彼のその様が見たくて、わざわざ望まれる患者でもないのに医務室の扉をくぐるのかもしれない。勿論、本業の邪魔にならないよう、少々強引な看護師に診療中でないことを確認してからだが。
「面白くないことに今は患者がいない。……まあ、その辺にでも座っておけ」
「へっへ、ありがたいね。……ん?」
白い袖が指し示した方にある椅子に腰掛ける。その、腕を動かすという単純で僅かなことで部屋の中の空気が動いた。
特有の薬品の匂いに一瞬だけ、なにかが混ざったのを感じた。刺激臭ではなく、かといって芳香でもない。
「どうした、テル」
「いや……」
どうにも引っかかる匂いに、なんとなく落ち着かない。
この年若い見た目のお医者様は、己の聖域たるこの診療室に無駄なものは持ち込まない。それは物だけではなく、匂いも同様だ。
「今日は繁盛したのかね」
「忌々しいと言うべきか、喜ばしいと言うべきか……午前中に子供が来たくらいで閑古鳥が泣いている」
大げさに肩をすくめる動作をする。また、ほんの少し何かが匂った。
不快なわけじゃない。ただ、なんだったかが分からない。なんだか、慣れている気がするんだが。

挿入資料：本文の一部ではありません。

//! Immediate-mode stroke rasterization onto an author's own layer.
//!
//! Each `extend` draws one round-capped segment from the session's last point
//! to the new point. Round joins fall out of overlapping caps.

use crate::layer::{AuthorId, Layer, LayerStore};
use crate::style::{StrokeColor, StrokeMode};
use image::Rgba;
use kurbo::{Line, ParamCurveNearest, Point};
use serde::{Deserialize, Serialize};
use std::collections::HashMap;

/// Smallest accepted stroke width in logical pixels.
pub const MIN_STROKE_WIDTH: f64 = 1.0;
/// Largest accepted stroke width in logical pixels.
pub const MAX_STROKE_WIDTH: f64 = 100.0;

/// Brush settings for a stroke.
#[derive(Debug, Clone, Copy, PartialEq, Serialize, Deserialize)]
pub struct StrokeStyle {
    pub mode: StrokeMode,
    pub color: StrokeColor,
    pub width: f64,
}

impl StrokeStyle {
    pub fn new(mode: StrokeMode, color: StrokeColor, width: f64) -> Self {
        Self {
            mode,
            color,
            width: clamp_width(width),
        }
    }

    pub fn brush(color: StrokeColor, width: f64) -> Self {
        Self::new(StrokeMode::Brush, color, width)
    }

    pub fn eraser(width: f64) -> Self {
        Self::new(StrokeMode::Eraser, StrokeColor::black(), width)
    }
}

impl Default for StrokeStyle {
    fn default() -> Self {
        Self::brush(StrokeColor::black(), 5.0)
    }
}

/// Clamp a width into the supported range.
pub fn clamp_width(width: f64) -> f64 {
    if width.is_finite() {
        width.clamp(MIN_STROKE_WIDTH, MAX_STROKE_WIDTH)
    } else {
        MIN_STROKE_WIDTH
    }
}

/// The live state of one in-progress gesture.
#[derive(Debug, Clone, PartialEq)]
pub struct StrokeSession {
    pub stroke_id: String,
    pub style: StrokeStyle,
    pub last_point: Point,
    pub segments: usize,
}

/// Tracks at most one active stroke per author and rasterizes segments.
#[derive(Debug, Clone, Default)]
pub struct StrokeRenderer {
    sessions: HashMap<AuthorId, StrokeSession>,
}

impl StrokeRenderer {
    pub fn new() -> Self {
        Self::default()
    }

    /// Start a stroke and stamp its first point.
    ///
    /// Returns false if an earlier session for the author was still open;
    /// that session is discarded and the new one starts anyway.
    pub fn begin(
        &mut self,
        layers: &mut LayerStore,
        author: &AuthorId,
        stroke_id: impl Into<String>,
        style: StrokeStyle,
        point: Point,
    ) -> bool {
        let stroke_id = stroke_id.into();
        let replaced = self.sessions.remove(author);
        if let Some(stale) = &replaced {
            log::warn!(
                "Stroke {} from {} began while {} was still open; discarding the old stroke",
                stroke_id,
                author,
                stale.stroke_id
            );
        }

        paint_segment(layers.get_or_create(author), point, point, &style);
        self.sessions.insert(
            author.clone(),
            StrokeSession {
                stroke_id,
                style,
                last_point: point,
                segments: 0,
            },
        );
        replaced.is_none()
    }

    /// Draw a segment from the last point to `point`.
    /// Returns false if the author has no open stroke.
    pub fn extend(&mut self, layers: &mut LayerStore, author: &AuthorId, point: Point) -> bool {
        let Some(session) = self.sessions.get_mut(author) else {
            log::debug!("Dropping stroke segment from {} with no open stroke", author);
            return false;
        };
        paint_segment(layers.get_or_create(author), session.last_point, point, &session.style);
        session.last_point = point;
        session.segments += 1;
        true
    }

    /// Finish the author's stroke. Returns the finished session, if any.
    pub fn end(&mut self, author: &AuthorId) -> Option<StrokeSession> {
        self.sessions.remove(author)
    }

    /// Abort the author's stroke. Identical to [`end`](Self::end); segments
    /// already drawn stay on the layer.
    pub fn cancel(&mut self, author: &AuthorId) -> Option<StrokeSession> {
        self.end(author)
    }

    /// Drop any open stroke for an author who left.
    pub fn forget(&mut self, author: &AuthorId) {
        self.sessions.remove(author);
    }

    pub fn session(&self, author: &AuthorId) -> Option<&StrokeSession> {
        self.sessions.get(author)
    }

    pub fn is_active(&self, author: &AuthorId) -> bool {
        self.sessions.contains_key(author)
    }

    /// Number of strokes currently open across all authors.
    pub fn active_count(&self) -> usize {
        self.sessions.len()
    }
}

/// Rasterize one round-capped segment in logical coordinates.
fn paint_segment(layer: &mut Layer, from: Point, to: Point, style: &StrokeStyle) {
    let scale = layer.scale_factor();
    let a = Point::new(from.x * scale, from.y * scale);
    let b = Point::new(to.x * scale, to.y * scale);
    let radius = (style.width * scale / 2.0).max(0.5);
    let segment = Line::new(a, b);
    let degenerate = (b - a).hypot2() < f64::EPSILON;

    let pixels = layer.pixels_mut();
    let (w, h) = pixels.dimensions();
    let Some((x0, x1)) = pixel_span(a.x.min(b.x) - radius - 1.0, a.x.max(b.x) + radius + 1.0, w) else {
        return;
    };
    let Some((y0, y1)) = pixel_span(a.y.min(b.y) - radius - 1.0, a.y.max(b.y) + radius + 1.0, h) else {
        return;
    };

    let src = style.color.to_rgba();
    for y in y0..=y1 {
        for x in x0..=x1 {
            let center = Point::new(x as f64 + 0.5, y as f64 + 0.5);
            let distance = if degenerate {
                center.distance(a)
            } else {
                segment.nearest(center, 1e-6).distance_sq.sqrt()
            };
            let coverage = (radius + 0.5 - distance).clamp(0.0, 1.0);
            if coverage <= 0.0 {
                continue;
            }
            let dst = pixels.get_pixel_mut(x, y);
            match style.mode {
                StrokeMode::Brush => source_over(dst, src, coverage),
                StrokeMode::Eraser => destination_out(dst, coverage),
            }
        }
    }
}

/// Clamp a floating pixel range to `[0, extent)`.
fn pixel_span(min: f64, max: f64, extent: u32) -> Option<(u32, u32)> {
    if extent == 0 || !min.is_finite() || !max.is_finite() {
        return None;
    }
    let last = extent as f64 - 1.0;
    let lo = min.floor().max(0.0);
    let hi = max.ceil().min(last);
    if lo > hi {
        return None;
    }
    Some((lo as u32, hi as u32))
}

/// Paint `src` over `dst` with the given coverage (straight alpha).
fn source_over(dst: &mut Rgba<u8>, src: Rgba<u8>, coverage: f64) {
    let sa = src[3] as f64 / 255.0 * coverage;
    if sa <= 0.0 {
        return;
    }
    let da = dst[3] as f64 / 255.0;
    let out_a = sa + da * (1.0 - sa);
    let mut out = [0u8; 4];
    for c in 0..3 {
        let value = (src[c] as f64 * sa + dst[c] as f64 * da * (1.0 - sa)) / out_a;
        out[c] = value.round().clamp(0.0, 255.0) as u8;
    }
    out[3] = (out_a * 255.0).round().clamp(0.0, 255.0) as u8;
    *dst = Rgba(out);
}

/// Remove destination alpha in proportion to an opaque source's coverage.
fn destination_out(dst: &mut Rgba<u8>, coverage: f64) {
    let remaining = (dst[3] as f64 * (1.0 - coverage)).round() as u8;
    *dst = if remaining == 0 {
        Rgba([0, 0, 0, 0])
    } else {
        Rgba([dst[0], dst[1], dst[2], remaining])
    };
}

「……さっきから何を気にしてる?お前は、僕に会いに来たんだろう」
「いや……大したことじゃないんだが、お前さんからなんだかいつもと違う匂いがする気がしてなあ」
「匂い?……ああ、なんだ」
はん、と鼻で笑われる。
「お前がつけた匂いじゃないか」
――ああ、そうだ。これは煙草の匂いだ。